神託の舞人

「蒼刃様……なぜ私などに……」
「君は『などに』という存在ではない」

 蒼刃は千花の目を真っ直ぐに見つめた。

「君は誰よりも価値のある存在だ。それを忘れるな」

 その言葉に、千花の心は温かくなった。これまで誰からも価値を認めてもらったことがなかったのに、蒼刃だけは違った。

「君は堂々と舞え。それでいい」
「必ず、蒼刃様のお気持ちにお応えいたします」

 蒼刃が立ち去った後、白装束の者達が手際よく身なりを調えてくれる。化粧までしてもらい、鏡の中から見た姿は、まるで別人のように美しく見えた。

◇ ◇ ◇



 天詠儀は、久我家の庭に作られた舞台で行われる。
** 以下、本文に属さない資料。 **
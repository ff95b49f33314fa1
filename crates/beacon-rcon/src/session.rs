//! Session state machine over a remote-console endpoint.

use std::time::Duration;

use tokio::time::Instant;

use crate::{RconEndpoint, RconError};

/// The bridge's single point of contact with the remote console.
///
/// Owns the endpoint and the session state the rest of the system reads:
/// whether the session is authenticated (the one source of truth for "is
/// this usable"), how many consecutive poll failures have occurred, and
/// whether a reconnect retry is armed. All state transitions happen
/// through methods here; the poller drives them but never touches the
/// fields.
pub struct RconSession<E: RconEndpoint> {
    endpoint: E,
    retry_delay: Duration,
    authenticated: bool,
    consecutive_errors: u32,
    /// Deadline of the armed reconnect retry, if any. Armed on connect
    /// failure and polled by the owning task; no timer task is spawned.
    pending_retry: Option<Instant>,
}

impl<E: RconEndpoint> RconSession<E> {
    /// Wraps an endpoint without connecting. The first connection attempt
    /// happens on [`connect`](Self::connect), never in the constructor.
    pub fn new(endpoint: E, retry_delay: Duration) -> Self {
        tracing::info!("initializing remote console session");
        Self {
            endpoint,
            retry_delay,
            authenticated: false,
            consecutive_errors: 0,
            pending_retry: None,
        }
    }

    /// `true` once the endpoint has connected and authenticated.
    pub fn is_authenticated(&self) -> bool {
        self.authenticated
    }

    /// Consecutive failed poll cycles since the last success.
    pub fn consecutive_errors(&self) -> u32 {
        self.consecutive_errors
    }

    /// `true` while a reconnect retry is armed (fired or not).
    pub fn retry_armed(&self) -> bool {
        self.pending_retry.is_some()
    }

    /// `true` when an armed retry's deadline has passed.
    pub fn retry_due(&self) -> bool {
        self.pending_retry
            .is_some_and(|deadline| Instant::now() >= deadline)
    }

    /// Arms the reconnect retry one delay from now.
    pub fn arm_retry(&mut self) {
        tracing::debug!(delay = ?self.retry_delay, "arming reconnect retry");
        self.pending_retry = Some(Instant::now() + self.retry_delay);
    }

    /// Attempts to connect and authenticate. No-op when already
    /// authenticated.
    ///
    /// Success clears the consecutive-error count and disarms the retry.
    /// Failure is logged and leaves a fresh retry armed — connection
    /// errors never propagate past this method.
    pub async fn connect(&mut self) {
        if self.authenticated {
            return;
        }

        tracing::info!("attempting to establish remote console connection");
        match self.endpoint.connect().await {
            Ok(()) => {
                self.authenticated = true;
                self.consecutive_errors = 0;
                self.pending_retry = None;
                tracing::info!("remote console connection established");
            }
            Err(e) => {
                tracing::warn!(error = %e, "remote console connection failed");
                self.pending_retry = Some(Instant::now() + self.retry_delay);
            }
        }
    }

    /// Sends one command. Fails fast when not authenticated; otherwise
    /// forwards to the endpoint. The caller counts failures via
    /// [`record_failure`](Self::record_failure).
    pub async fn send(&mut self, command: &str) -> Result<String, RconError> {
        if !self.authenticated {
            return Err(RconError::NotAuthenticated);
        }
        self.endpoint.send(command).await
    }

    /// Tears the connection down and reconnects through the same path as
    /// [`connect`](Self::connect). Invoked after repeated failures; a
    /// disconnect error is logged, not fatal.
    pub async fn reset(&mut self) {
        tracing::info!("too many remote console errors, re-establishing connection");
        if let Err(e) = self.endpoint.disconnect().await {
            tracing::warn!(error = %e, "error disconnecting remote console");
        }
        self.authenticated = false;
        self.connect().await;
    }

    /// Records one failed cycle and returns the new count.
    pub fn record_failure(&mut self) -> u32 {
        self.consecutive_errors += 1;
        self.consecutive_errors
    }

    /// Clears the consecutive-error count after a successful cycle.
    pub fn clear_errors(&mut self) {
        self.consecutive_errors = 0;
    }
}
//! Subscriber transport abstraction for Beacon.
//!
//! Subscribers are listeners: the bridge pushes snapshot payloads to them
//! and only reads their side of the connection to notice when they leave.
//! The [`Transport`]/[`Connection`] traits capture exactly that surface,
//! so the broadcaster and connection handlers can be tested against mocks
//! while production runs on [`WebSocketTransport`].

#![allow(async_fn_in_trait)]

mod error;
mod websocket;

pub use error::TransportError;
pub use websocket::{WebSocketConnection, WebSocketTransport};

use std::fmt;

/// Opaque identifier for a subscriber connection.
#[derive(Debug, Clone, Copy, PartialEq, Eq, Hash)]
pub struct ConnectionId(u64);

impl ConnectionId {
    /// Creates a `ConnectionId` from a raw `u64`.
    pub fn new(id: u64) -> Self {
        Self(id)
    }

    /// Returns the underlying `u64` value.
    pub fn into_inner(self) -> u64 {
        self.0
    }
}

impl fmt::Display for ConnectionId {
    fn fmt(&self, f: &mut fmt::Formatter<'_>) -> fmt::Result {
        write!(f, "sub-{}", self.0)
    }
}

/// Accepts inbound subscriber connections.
pub trait Transport: Send + 'static {
    /// The connection type produced by this transport.
    type Connection: Connection;

    /// Waits for and accepts the next subscriber.
    async fn accept(&mut self) -> Result<Self::Connection, TransportError>;

    /// The local address the transport is bound to.
    fn local_addr(&self) -> std::io::Result<std::net::SocketAddr>;
}

/// A single subscriber connection.
///
/// Sending and receiving are independently locked so a broadcast can
/// deliver while the connection's handler task is parked in
/// [`recv`](Self::recv) waiting for the subscriber to hang up.
pub trait Connection: Send + Sync + 'static {
    /// Delivers one text payload to the subscriber.
    async fn send_text(&self, payload: &str) -> Result<(), TransportError>;

    /// Receives the next inbound frame.
    ///
    /// Returns `Ok(None)` when the subscriber closed cleanly. The bridge
    /// ignores inbound content; this exists to observe the close.
    async fn recv(&self) -> Result<Option<Vec<u8>>, TransportError>;

    /// Closes the connection.
    async fn close(&self) -> Result<(), TransportError>;

    /// Unique identifier for this connection.
    fn id(&self) -> ConnectionId;
}
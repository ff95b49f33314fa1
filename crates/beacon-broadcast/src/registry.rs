//! Subscriber connection bookkeeping.

use std::collections::HashMap;
use std::sync::Arc;

use beacon_transport::{Connection, ConnectionId};

/// The set of live subscriber connections.
///
/// Pure bookkeeping: add on accept, remove on close or send failure,
/// iterate for fan-out. No business logic lives here; only the
/// [`Broadcaster`](crate::Broadcaster) touches it.
pub struct SubscriberRegistry<C> {
    subscribers: HashMap<ConnectionId, Arc<C>>,
}

impl<C: Connection> SubscriberRegistry<C> {
    /// Creates an empty registry.
    pub fn new() -> Self {
        Self {
            subscribers: HashMap::new(),
        }
    }

    /// Registers a connection under its own id.
    pub fn add(&mut self, conn: Arc<C>) {
        self.subscribers.insert(conn.id(), conn);
    }

    /// Deregisters a connection. Returns `false` if it was already gone;
    /// removing twice is harmless.
    pub fn remove(&mut self, id: ConnectionId) -> bool {
        self.subscribers.remove(&id).is_some()
    }

    /// `true` if the connection is currently registered.
    pub fn contains(&self, id: ConnectionId) -> bool {
        self.subscribers.contains_key(&id)
    }

    /// Iterates over the registered connections.
    pub fn iter(&self) -> impl Iterator<Item = (ConnectionId, &Arc<C>)> {
        self.subscribers.iter().map(|(id, conn)| (*id, conn))
    }

    /// Number of live subscribers.
    pub fn len(&self) -> usize {
        self.subscribers.len()
    }

    /// `true` when nobody is listening.
    pub fn is_empty(&self) -> bool {
        self.subscribers.is_empty()
    }
}

impl<C: Connection> Default for SubscriberRegistry<C> {
    fn default() -> Self {
        Self::new()
    }
}
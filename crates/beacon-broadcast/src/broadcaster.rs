//! Snapshot storage and fan-out.

use std::sync::Arc;

use beacon_protocol::Snapshot;
use beacon_transport::{Connection, ConnectionId};

use crate::{BroadcastError, SubscriberRegistry};

/// Owns the subscriber registry and the last-known snapshot.
///
/// The snapshot starts empty, so a subscriber who joins before the first
/// poll completes still receives a well-formed payload immediately. Each
/// publish replaces the stored snapshot atomically — the broadcaster
/// never observes a half-built one because snapshots arrive by value.
pub struct Broadcaster<C> {
    registry: SubscriberRegistry<C>,
    last: Snapshot,
}

impl<C: Connection> Broadcaster<C> {
    /// Creates a broadcaster with no subscribers and the empty snapshot.
    pub fn new() -> Self {
        Self {
            registry: SubscriberRegistry::new(),
            last: Snapshot::empty(),
        }
    }

    /// Number of live subscribers.
    pub fn subscriber_count(&self) -> usize {
        self.registry.len()
    }

    /// The most recently published snapshot.
    pub fn last_snapshot(&self) -> &Snapshot {
        &self.last
    }

    /// Stores `snapshot` as last-known and sends it to every subscriber.
    ///
    /// A subscriber whose send fails is logged, deregistered immediately,
    /// and delivery to the rest continues. Returns the number of
    /// subscribers that received the payload.
    pub async fn publish(&mut self, snapshot: Snapshot) -> Result<usize, BroadcastError> {
        let payload =
            serde_json::to_string(&snapshot).map_err(BroadcastError::Encode)?;
        self.last = snapshot;

        tracing::debug!(
            subscribers = self.registry.len(),
            players = self.last.len(),
            "publishing snapshot"
        );

        let mut dead = Vec::new();
        for (id, conn) in self.registry.iter() {
            if let Err(e) = conn.send_text(&payload).await {
                tracing::warn!(%id, error = %e, "dropping unreachable subscriber");
                dead.push(id);
            }
        }

        let delivered = self.registry.len() - dead.len();
        for id in dead {
            self.registry.remove(id);
        }
        Ok(delivered)
    }

    /// Registers a new subscriber and immediately replays the last
    /// snapshot to it. A replay failure deregisters it on the spot.
    pub async fn on_join(&mut self, conn: Arc<C>) {
        let id = conn.id();
        self.registry.add(Arc::clone(&conn));
        tracing::info!(%id, subscribers = self.registry.len(), "subscriber joined");

        let payload = match serde_json::to_string(&self.last) {
            Ok(payload) => payload,
            Err(e) => {
                tracing::error!(error = %e, "failed to encode replay snapshot");
                return;
            }
        };
        if let Err(e) = conn.send_text(&payload).await {
            tracing::warn!(%id, error = %e, "replay failed, dropping subscriber");
            self.registry.remove(id);
        }
    }

    /// Deregisters a subscriber. Idempotent.
    pub fn on_leave(&mut self, id: ConnectionId) {
        if self.registry.remove(id) {
            tracing::info!(%id, subscribers = self.registry.len(), "subscriber left");
        }
    }
}

impl<C: Connection> Default for Broadcaster<C> {
    fn default() -> Self {
        Self::new()
    }
}
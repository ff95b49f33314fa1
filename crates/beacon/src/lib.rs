//! # Beacon
//!
//! Bridges a game server's remote-console interface to live WebSocket
//! subscribers: a single poller task periodically collects every online
//! player's position and dimension, assembles a snapshot, and fans it
//! out to whoever is connected. Newcomers get the last snapshot the
//! moment they join.
//!
//! The layers, bottom up: `beacon-protocol` (parsing + snapshot types),
//! `beacon-rcon` (remote-console session), `beacon-transport`
//! (subscriber WebSocket), `beacon-broadcast` (registry + fan-out),
//! `beacon-poll` (cycle state machine). This crate wires them together
//! behind [`Bridge`] and owns the binary entry point.
//!
//! The bridge is designed to run unattended: no failure is fatal, the
//! remote-console session self-heals with an armed retry, and subscriber
//! outages only cost the affected subscriber its registration.

mod config;
mod error;
mod handler;
mod server;

pub use config::Config;
pub use error::BridgeError;
pub use handler::serve_subscriber;
pub use server::{Bridge, accept_loop};
//! Unified error type for the bridge.

use beacon_broadcast::BroadcastError;
use beacon_protocol::ParseError;
use beacon_rcon::RconError;
use beacon_transport::TransportError;

/// Top-level error wrapping the per-layer errors.
///
/// Embedders of the bridge deal with this single type; the `#[from]`
/// impls let `?` convert layer errors automatically. Nothing in the
/// bridge treats any of these as fatal — they end a connection or a
/// cycle, never the process.
#[derive(Debug, thiserror::Error)]
pub enum BridgeError {
    /// A subscriber-transport error (bind, accept, send, recv).
    #[error(transparent)]
    Transport(#[from] TransportError),

    /// A remote-console error (connect, auth, send, timeout).
    #[error(transparent)]
    Rcon(#[from] RconError),

    /// A snapshot fan-out error (payload encoding).
    #[error(transparent)]
    Broadcast(#[from] BroadcastError),

    /// A malformed remote-console response.
    #[error(transparent)]
    Parse(#[from] ParseError),
}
集まっているのは、神職にある者や、華族等だ。
 舞台の裏手に控えた者達が、演奏を始める。一人一人舞を奉納していく中、ついに美琴の番が来た。
 天詠儀の会場に、期待に満ちた静寂が漂った。
 これまでの奉納舞はいずれも美しかったが、神の明確な反応は見られていない。観衆も神官達も、神託が下ることを期待しているようだ。
 先ほどの事件などなかったかのように美琴は舞い始めた。
 豪華な金糸の刺繍が施された深紅の着物。髪に飾られた真珠と翡翠の髪飾り――軽やかに舞う様は、まさしく天女のようだった。

「素晴らしい……」

 そうつぶやいたのは、誰だろう。舞台から少し離れたところから、千花も彼女の舞を見守っていた。